**Input data:**
- Opening Delimiter -

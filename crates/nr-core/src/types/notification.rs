//! Change notifications.

use std::fmt;

use camino::{Utf8Path, Utf8PathBuf};

use super::kind::{ChangeKind, ChangeKinds};

/// One reported change to a watched filesystem entry.
///
/// Notifications are produced by the watch backend, classified once by the
/// event filter and then dropped; they are never stored.
///
/// The [`Display`](fmt::Display) form, `"<subject>": <KINDS>`, is what
/// appears in tally messages.
///
/// # Examples
///
/// ```
/// use nr_core::{ChangeKind, ChangeNotification};
///
/// let n = ChangeNotification::new("./src/a.go", ChangeKind::Write);
/// assert_eq!(n.to_string(), r#""./src/a.go": WRITE"#);
/// ```
#[derive(Debug, Clone, PartialEq, Eq, Hash)]
pub struct ChangeNotification {
    /// Path of the changed entry, exactly as the backend reported it.
    pub subject: Utf8PathBuf,

    /// The operations reported for this entry.
    pub kinds: ChangeKinds,
}

impl ChangeNotification {
    /// Creates a notification for `subject` with the given kinds.
    #[must_use]
    pub fn new(subject: impl Into<Utf8PathBuf>, kinds: impl Into<ChangeKinds>) -> Self {
        Self {
            subject: subject.into(),
            kinds: kinds.into(),
        }
    }

    /// Returns the subject path.
    #[inline]
    #[must_use]
    pub fn subject(&self) -> &Utf8Path {
        &self.subject
    }

    /// Returns `true` if the notification reports `kind`.
    #[inline]
    #[must_use]
    pub fn has_kind(&self, kind: ChangeKind) -> bool {
        self.kinds.contains(kind)
    }
}

impl fmt::Display for ChangeNotification {
    fn fmt(&self, f: &mut fmt::Formatter<'_>) -> fmt::Result {
        write!(f, "\"{}\": {}", self.subject, self.kinds)
    }
}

- Closing Delimiter -

**What is expected:** Nothing but the lines from the one containing "#[derive(Debug, Clone, PartialEq, Eq, Hash)]" to the end of the records above should appear, each copied exactly.

**Answer to this problem:**
#[derive(Debug, Clone, PartialEq, Eq, Hash)]
pub struct ChangeNotification {
    /// Path of the changed entry, exactly as the backend reported it.
    pub subject: Utf8PathBuf,

    /// The operations reported for this entry.
    pub kinds: ChangeKinds,
}

impl ChangeNotification {
    /// Creates a notification for `subject` with the given kinds.
    #[must_use]
    pub fn new(subject: impl Into<Utf8PathBuf>, kinds: impl Into<ChangeKinds>) -> Self {
        Self {
            subject: subject.into(),
            kinds: kinds.into(),
        }
    }

    /// Returns the subject path.
    #[inline]
    #[must_use]
    pub fn subject(&self) -> &Utf8Path {
        &self.subject
    }

    /// Returns `true` if the notification reports `kind`.
    #[inline]
    #[must_use]
    pub fn has_kind(&self, kind: ChangeKind) -> bool {
        self.kinds.contains(kind)
    }
}

impl fmt::Display for ChangeNotification {
    fn fmt(&self, f: &mut fmt::Formatter<'_>) -> fmt::Result {
        write!(f, "\"{}\": {}", self.subject, self.kinds)
    }
}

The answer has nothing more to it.